Half-Norwegian, half-American, English-born, but Scottish-raised, Katia Kvinge has a lot of cultural influences, and they each get chance to manifest themselves in a scatty hour, which seems reluctant to ever focus, even where it would benefit the performance. The hour has even been split into two alternating threads – a confessional one, and a character comedy one – and she seems committed to neither.

Hyperactivity is her thing, of course, but it could still be channelled. The character part of the show just becomes a list of things she’s going to do. Some are freakily funny – Bjork singing the Doors, Kristen Stewart teaching Hillary Clinton how to smile – but they’re just fired at us one after the other after the other. “This is a woman who does this….” “This is a woman who does that…” “This is a woman who does something else…” They’d benefit from any kind of structure, linking material or build-up.

This approach reaches its nadir in a segment called Around The World In Eighty Accents. The audience shout out names of countries, she does their accent, often a bit rubbishly, sometimes not at all, then asks for another. It’s less a comedy show, than some weird screen test she’s failing.
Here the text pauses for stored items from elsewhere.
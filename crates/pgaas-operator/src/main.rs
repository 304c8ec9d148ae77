//! pgaas-operator - standalone PostgreSQL instances on Kubernetes

use std::sync::Arc;

use clap::Parser;
use kube::Client;
use pgaas_common::events::KubeEventPublisher;
use pgaas_common::store::Store;
use pgaas_common::telemetry::init_telemetry;
use pgaas_operator::cli::{Cli, CONTROLLER_NAME};
use pgaas_operator::{controller_runner, crds};
use pgaas_standalone::ControllerContext;

#[tokio::main]
async fn main() -> anyhow::Result<()> {
    // The webhook's TLS stack needs a process-wide crypto provider
    if let Err(e) = rustls::crypto::aws_lc_rs::default_provider().install_default() {
        eprintln!("CRITICAL: failed to install crypto provider: {e:?}");
        std::process::exit(1);
    }

    let cli = Cli::parse();

    if cli.crd {
        print!("{}", crds::crd_yaml()?);
        return Ok(());
    }

    init_telemetry(cli.telemetry_config())?;

    let client = Client::try_default()
        .await
        .map_err(|e| anyhow::anyhow!("failed to create kube client: {e}"))?;

    if cli.skip_crd_install {
        tracing::info!("skipping CRD installation");
    } else {
        crds::ensure_crds_installed(&client).await?;
    }

    let ctx = Arc::new(
        ControllerContext::builder(Store::kube(client.clone()))
            .events(Arc::new(KubeEventPublisher::new(
                client.clone(),
                CONTROLLER_NAME,
            )))
            .operator_namespace(cli.operator_namespace.clone())
            .settings(cli.reconcile_settings())
            .build(),
    );
    tracing::info!(
        operator_namespace = %cli.operator_namespace,
        "starting controllers"
    );
    let controller = controller_runner::build_controller(client, ctx);

    if cli.disable_webhook {
        controller.await;
        return Ok(());
    }

    tokio::select! {
        () = controller => tracing::info!("controller stopped"),
        result = pgaas_webhook::serve(cli.webhook_config()) => result?,
    }
    tracing::info!("shutting down");
    Ok(())
}
use std::fmt;
use thiserror::Error;

/// Which required input a `FileDescriptor` was missing.
#[derive(Debug, Clone, Copy, PartialEq, Eq)]
pub enum MissingInput {
    Buffer,
    Stream,
    Key,
}

impl fmt::Display for MissingInput {
    fn fmt(&self, f: &mut fmt::Formatter<'_>) -> fmt::Result {
        match self {
            MissingInput::Buffer => write!(f, "No file buffer provided"),
            MissingInput::Stream => write!(f, "No file stream provided"),
            MissingInput::Key => write!(f, "No file key provided for deletion"),
        }
    }
}

#[derive(Error, Debug)]
pub enum ProviderError {
    #[error("{input}")]
    MissingInput { input: MissingInput },

    #[error("Invalid MIME type {mime:?}")]
    InvalidMime { mime: String },

    #[error("No data in upload response{}", reason_suffix(.reason))]
    EmptyRemoteResponse { reason: Option<String> },

    #[error("Request to UploadThing failed: {0}")]
    Transport(#[from] reqwest::Error),

    #[error("UploadThing responded with status {status}: {body}")]
    RemoteStatus { status: u16, body: String },

    #[error("Invalid UploadThing token: {message}")]
    InvalidToken { message: String },

    #[error("IO error: {0}")]
    Io(#[from] std::io::Error),

    #[error("Serialization error: {0}")]
    SerializationError(#[from] serde_json::Error),

    #[error("Config file error: {0}")]
    TomlError(#[from] toml::de::Error),

    #[error("Configuration error: {message}")]
    ConfigError { message: String },

    #[error("Invalid value for {field} ({value}): {reason}")]
    InvalidConfigValueError {
        field: String,
        value: String,
        reason: String,
    },
}

fn reason_suffix(reason: &Option<String>) -> String {
    reason
        .as_deref()
        .map(|r| format!(": {}", r))
        .unwrap_or_default()
}

#[derive(Debug, Clone, Copy, PartialEq, Eq)]
pub enum ErrorCategory {
    MissingInput,
    InvalidInput,
    EmptyRemoteResponse,
    TransportFailure,
    Configuration,
}

impl ProviderError {
    pub fn missing(input: MissingInput) -> Self {
        ProviderError::MissingInput { input }
    }

    pub fn category(&self) -> ErrorCategory {
        match self {
            ProviderError::MissingInput { .. } => ErrorCategory::MissingInput,
            ProviderError::InvalidMime { .. } => ErrorCategory::InvalidInput,
            ProviderError::EmptyRemoteResponse { .. } => ErrorCategory::EmptyRemoteResponse,
            // a stream that fails mid-read is a transfer failure, not bad config
            ProviderError::Transport(_)
            | ProviderError::RemoteStatus { .. }
            | ProviderError::Io(_)
            | ProviderError::SerializationError(_) => ErrorCategory::TransportFailure,
            ProviderError::InvalidToken { .. }
            | ProviderError::TomlError(_)
            | ProviderError::ConfigError { .. }
            | ProviderError::InvalidConfigValueError { .. } => ErrorCategory::Configuration,
        }
    }
}

pub type Result<T> = std::result::Result<T, ProviderError>;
It goes on for ever.

Some younger audience members lap it up; older ones down the front remain stony-faced. It’s easy to understand why. This is “look at me” comedy for the selfie generation. All too often, we’re being asked to marvel at her scattiness for its own sake. It quickly becomes tiresome if you’ve ever seen it put to more constructive use, as it undoubtedly could be.
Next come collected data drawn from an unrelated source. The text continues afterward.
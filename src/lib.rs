pub mod config;
pub mod core;
pub mod domain;
pub mod utils;

#[cfg(feature = "cli")]
pub use config::cli::{CliConfig, Command};

pub use config::ProviderConfig;
pub use core::client::{UploadThingToken, UtApi};
pub use core::provider::{init, init_from_env, UploadThingProvider};
pub use core::{FileDescriptor, FileStream, UploadApi, UploadProvider};
pub use utils::error::{ErrorCategory, MissingInput, ProviderError, Result};
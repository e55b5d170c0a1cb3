use tracing_subscriber::{layer::SubscriberExt, util::SubscriberInitExt, EnvFilter};

#[derive(Debug, Clone, Copy, PartialEq, Eq)]
pub enum LogFormat {
    /// One short line per event, for terminals.
    Compact,
    /// JSON lines, for hosts that ship logs to an aggregator.
    Json,
}

/// Filter used when `RUST_LOG` is not set.
pub fn default_directive(verbose: bool) -> &'static str {
    if verbose {
        "uploadthing_provider=debug,reqwest=info,warn"
    } else {
        "uploadthing_provider=info,warn"
    }
}

/// Installs the global subscriber. The library itself never calls this.
pub fn init_logger(format: LogFormat, verbose: bool) {
    let filter = EnvFilter::try_from_default_env()
        .unwrap_or_else(|_| EnvFilter::new(default_directive(verbose)));
    let registry = tracing_subscriber::registry().with(filter);

    match format {
        LogFormat::Compact => registry
            .with(
                tracing_subscriber::fmt::layer()
                    .with_target(verbose)
                    .without_time()
                    .compact(),
            )
            .init(),
        LogFormat::Json => registry
            .with(
                tracing_subscriber::fmt::layer()
                    .with_target(true)
                    .json()
                    .flatten_event(true),
            )
            .init(),
    }
}
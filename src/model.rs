use serde::{Deserialize, Serialize};

use crate::llama_stack::RemoteError;

/// The two remote operations the invoker consumes.
pub trait InferenceService {
    async fn list_models(&self) -> Result<Vec<ModelDescriptor>, RemoteError>;

    async fn chat_completion(
        &self,
        request: &ChatCompletionRequest,
    ) -> Result<ChatCompletionResponse, RemoteError>;
}

#[derive(Debug, Clone, Copy, PartialEq, Eq, Serialize, Deserialize)]
#[serde(rename_all = "lowercase")]
pub enum Role {
    System,
    User,
    Assistant,
}

#[derive(Debug, Clone, PartialEq, Eq, Serialize, Deserialize)]
pub struct Message {
    pub role: Role,
    pub content: String,
}

impl Message {
    pub fn system(content: impl Into<String>) -> Self {
        Self {
            role: Role::System,
            content: content.into(),
        }
    }

    pub fn user(content: impl Into<String>) -> Self {
        Self {
            role: Role::User,
            content: content.into(),
        }
    }
}

#[derive(Debug, Clone, PartialEq, Eq, Deserialize)]
pub struct ModelDescriptor {
    pub identifier: String,
    #[serde(default)]
    pub provider_id: Option<String>,
    #[serde(default)]
    pub provider_resource_id: Option<String>,
    #[serde(default)]
    pub model_type: Option<String>,
}

/// `GET /v1/models` answers with either a bare array or a `data` envelope
/// depending on the server release.
#[derive(Deserialize)]
#[serde(untagged)]
pub(crate) enum ModelList {
    Envelope { data: Vec<ModelDescriptor> },
    Bare(Vec<ModelDescriptor>),
}

impl From<ModelList> for Vec<ModelDescriptor> {
    fn from(value: ModelList) -> Self {
        match value {
            ModelList::Envelope { data } => data,
            ModelList::Bare(models) => models,
        }
    }
}

#[derive(Debug, Clone, PartialEq, Eq, Serialize)]
pub struct ChatCompletionRequest {
    pub model_id: String,
    pub messages: Vec<Message>,
}

#[derive(Debug, Clone, Deserialize)]
pub struct ChatCompletionResponse {
    pub completion_message: CompletionMessage,
}

#[derive(Debug, Clone, Deserialize)]
pub struct CompletionMessage {
    #[serde(default)]
    pub role: Option<Role>,
    pub content: Content,
    #[serde(default)]
    pub stop_reason: Option<String>,
}

#[derive(Debug, Clone, PartialEq, Eq, Deserialize)]
#[serde(untagged)]
pub enum Content {
    Text(String),
    Items(Vec<ContentItem>),
}

#[derive(Debug, Clone, PartialEq, Eq, Deserialize)]
#[serde(tag = "type", rename_all = "lowercase")]
pub enum ContentItem {
    Text {
        text: String,
    },
    #[serde(other)]
    Other,
}

impl Content {
    /// Plain text of the content; non-text items contribute nothing.
    pub fn text(&self) -> String {
        match self {
            Self::Text(text) => text.clone(),
            Self::Items(items) => items
                .iter()
                .filter_map(|item| match item {
                    ContentItem::Text { text } => Some(text.as_str()),
                    ContentItem::Other => None,
                })
                .collect(),
        }
    }
}

#[cfg(test)]
mod tests {
    use serde_json::json;

    use super::{ChatCompletionResponse, Content, Message, ModelDescriptor, ModelList, Role};

    #[test]
    fn models_accept_envelope_and_bare_array() {
        let envelope: ModelList = serde_json::from_value(json!({
            "data": [
                {"identifier": "meta-llama/Llama-3.2-3B-Instruct", "provider_id": "ollama", "model_type": "llm"},
                {"identifier": "all-MiniLM-L6-v2", "model_type": "embedding", "metadata": {"embedding_dimension": 384}}
            ]
        }))
        .unwrap();
        let models: Vec<ModelDescriptor> = envelope.into();
        assert_eq!(models.len(), 2);
        assert_eq!(models[0].identifier, "meta-llama/Llama-3.2-3B-Instruct");
        assert_eq!(models[0].provider_id.as_deref(), Some("ollama"));
        assert_eq!(models[1].model_type.as_deref(), Some("embedding"));

        let bare: ModelList = serde_json::from_value(json!([{"identifier": "only"}])).unwrap();
        let models: Vec<ModelDescriptor> = bare.into();
        assert_eq!(models[0].identifier, "only");
        assert_eq!(models[0].provider_id, None);
    }

    #[test]
    fn roles_serialize_lowercase() {
        let value = serde_json::to_value(Message::system("be nice")).unwrap();
        assert_eq!(value, json!({"role": "system", "content": "be nice"}));
        let role: Role = serde_json::from_value(json!("assistant")).unwrap();
        assert_eq!(role, Role::Assistant);
    }

    #[test]
    fn string_content() {
        let response: ChatCompletionResponse = serde_json::from_value(json!({
            "completion_message": {
                "role": "assistant",
                "content": "Semicolons fall",
                "stop_reason": "end_of_turn",
                "tool_calls": []
            },
            "logprobs": null
        }))
        .unwrap();
        assert_eq!(response.completion_message.content.text(), "Semicolons fall");
        assert_eq!(
            response.completion_message.stop_reason.as_deref(),
            Some("end_of_turn")
        );
    }

    #[test]
    fn interleaved_content_keeps_text_items_only() {
        let content: Content = serde_json::from_value(json!([
            {"type": "text", "text": "Bugs hide "},
            {"type": "image", "image": {"url": {"uri": "https://example.invalid/a.png"}}},
            {"type": "text", "text": "in the night"}
        ]))
        .unwrap();
        assert_eq!(content.text(), "Bugs hide in the night");
    }
}
use std::fmt;
use std::io::{self, Write};

use clap::Parser;

use crate::config::Config;
use crate::{invoke, logger, InvokerError};

#[derive(Parser, Debug, Clone)]
#[command(name = "llama-invoke", version, about, long_about = None)]
pub struct InvokerArgs {
    /// Host of the Llama Stack server
    #[arg(long, env = "LLAMA_STACK_SERVER_HOST")]
    pub host: Option<String>,

    /// Port of the Llama Stack server
    #[arg(long, env = "LLAMA_STACK_SERVER_PORT")]
    pub port: Option<String>,

    /// Model asked for the completion
    #[arg(long, env = "INFERENCE_MODEL")]
    pub model: Option<String>,

    /// Log level, logs go to stderr
    #[arg(long = "log", env = "LLAMA_INVOKE_LOG", value_enum, default_value_t = LogLevel::default())]
    pub log_level: LogLevel,
}

#[derive(clap::ValueEnum, Default, Debug, Copy, Clone, PartialEq, Eq)]
pub enum LogLevel {
    Off,
    Error,
    #[default]
    Warn,
    Info,
    Debug,
    Trace,
}

impl AsRef<str> for LogLevel {
    fn as_ref(&self) -> &str {
        match self {
            Self::Off => "off",
            Self::Error => "error",
            Self::Warn => "warn",
            Self::Info => "info",
            Self::Debug => "debug",
            Self::Trace => "trace",
        }
    }
}

impl fmt::Display for LogLevel {
    fn fmt(&self, f: &mut fmt::Formatter<'_>) -> fmt::Result {
        f.write_str(self.as_ref())
    }
}

/// Resolves the configuration up front so a missing value fails before any request.
#[allow(clippy::missing_errors_doc)]
pub async fn execute<W: Write>(args: &InvokerArgs, out: &mut W) -> Result<(), InvokerError> {
    let config = Config::try_from(args)?;
    invoke(&config, out).await
}

#[allow(clippy::missing_errors_doc)]
pub async fn run() -> Result<(), InvokerError> {
    // values already in the environment win over .env
    let dotenv = dotenvy::dotenv();
    let args = InvokerArgs::parse();
    logger::init(args.log_level);
    if let Ok(path) = dotenv {
        log::debug!("loaded environment from {}", path.display());
    }
    execute(&args, &mut io::stdout().lock()).await
}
The confessional sections contain the strongest material. She contrasts the advances of teenage boys when she moved to Scotland with the filmic scenes she imagined in her head – very funny. A closing sketch in which a therapist struggles to get her to pay attention long enough to diagnose her with ADD is also good.

When her fizzy energy is directed, Squirrel‘s great fun. When it’s left to freewheel, it’s not anarchic or charming, it’s infuriating.